### [Assignment]
Pick every line from the data below that contains the string "usize" and copy it.

[Stored items]
*** Block opens ***

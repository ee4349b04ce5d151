//! Slippage report
//!
//! Analyzes per-order slippage: expected vs actual execution price.
//! Provides aggregated statistics (mean, p50, p99).

use crate::engine::SimEvent;
use rust_decimal::prelude::*;
use rust_decimal::Decimal;
use serde::{Deserialize, Serialize};
use std::collections::HashMap;
use types::ids::OrderId;
use types::numeric::Price;

/// Slippage record for a single order.
#[derive(Debug, Clone, Serialize, Deserialize)]
pub struct SlippageRecord {
    pub order_id: String,
    pub expected_price: String,
    pub actual_avg_price: String,
    pub slippage_bps: String,
    pub quantity: String,
}

/// Aggregated slippage statistics.
#[derive(Debug, Clone, Serialize, Deserialize)]
pub struct SlippageReport {
    pub records: Vec<SlippageRecord>,
    pub mean_slippage_bps: String,
    pub median_slippage_bps: String,
    pub p99_slippage_bps: String,
    pub max_slippage_bps: String,
    pub total_orders_analyzed: usize,
}

/// Track fills per order for slippage calculation.
struct OrderFills {
    submitted_price: Price,
    fills: Vec<(Price, Decimal)>, // (price, quantity)
}

/// Generate a slippage report from simulation events.
pub fn analyze(events: &[SimEvent]) -> SlippageReport {
    let mut order_map: HashMap<OrderId, OrderFills> = HashMap::new();

    // Collect order submitted prices
    for event in events {
        if let SimEvent::OrderPlaced { order_id, price, .. } = event {
            order_map.insert(*order_id, OrderFills {
                submitted_price: *price,
                fills: Vec::new(),
            });
        }
    }

    // Collect fills (taker side gets slippage)
    for event in events {
        if let SimEvent::TradeExecuted {
            taker_order_id, price, quantity, ..
        } = event {
            if let Some(fills) = order_map.get_mut(taker_order_id) {
                fills.fills.push((*price, *quantity));
            }
        }
    }

    // Calculate slippage per order
    let mut records = Vec::new();
    let mut slippages: Vec<Decimal> = Vec::new();

    for (order_id, fills) in &order_map {
        if fills.fills.is_empty() {
            continue; // No fills, no slippage
        }

        let total_qty: Decimal = fills.fills.iter().map(|(_, q)| *q).sum();
        let total_value: Decimal = fills.fills.iter()
            .map(|(p, q)| p.as_decimal() * *q)
            .sum();

        if total_qty == Decimal::ZERO {
            continue;
        }

        let avg_price = total_value / total_qty;
        let expected = fills.submitted_price.as_decimal();

        let slippage_bps = if expected > Decimal::ZERO {
            ((avg_price - expected).abs() / expected) * Decimal::from(10_000)
        } else {
            Decimal::ZERO
        };

        slippages.push(slippage_bps);

        records.push(SlippageRecord {
            order_id: order_id.to_string(),
            expected_price: expected.to_string(),
            actual_avg_price: avg_price.round_dp(8).to_string(),
            slippage_bps: slippage_bps.round_dp(4).to_string(),
            quantity: total_qty.to_string(),
        });
    }

    // Sort slippages for percentile calculations
    slippages.sort();

    let mean = if slippages.is_empty() {
        Decimal::ZERO
    } else {
        let sum: Decimal = slippages.iter().sum();
        sum / Decimal::from(slippages.len())
    };

    let median = percentile(&slippages, 50);
    let p99 = percentile(&slippages, 99);
    let max = slippages.last().cloned().unwrap_or(Decimal::ZERO);

    SlippageReport {
        total_orders_analyzed: records.len(),
        records,
        mean_slippage_bps: mean.round_dp(4).to_string(),
        median_slippage_bps: median.round_dp(4).to_string(),
        p99_slippage_bps: p99.round_dp(4).to_string(),
        max_slippage_bps: max.round_dp(4).to_string(),
    }
}

/// Compute a percentile from a sorted list.
fn percentile(sorted: &[Decimal], p: usize) -> Decimal {
    if sorted.is_empty() {
        return Decimal::ZERO;
    }
    let idx = (p * sorted.len()) / 100;
    let idx = idx.min(sorted.len() - 1);
    sorted[idx]
}

/// Export slippage report as JSON.
pub fn export_json(events: &[SimEvent]) -> String {
    let report = analyze(events);
    serde_json::to_string_pretty(&report).unwrap_or_default()
}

*** Block closes ***

### [Result of this task]
    pub total_orders_analyzed: usize,
fn percentile(sorted: &[Decimal], p: usize) -> Decimal {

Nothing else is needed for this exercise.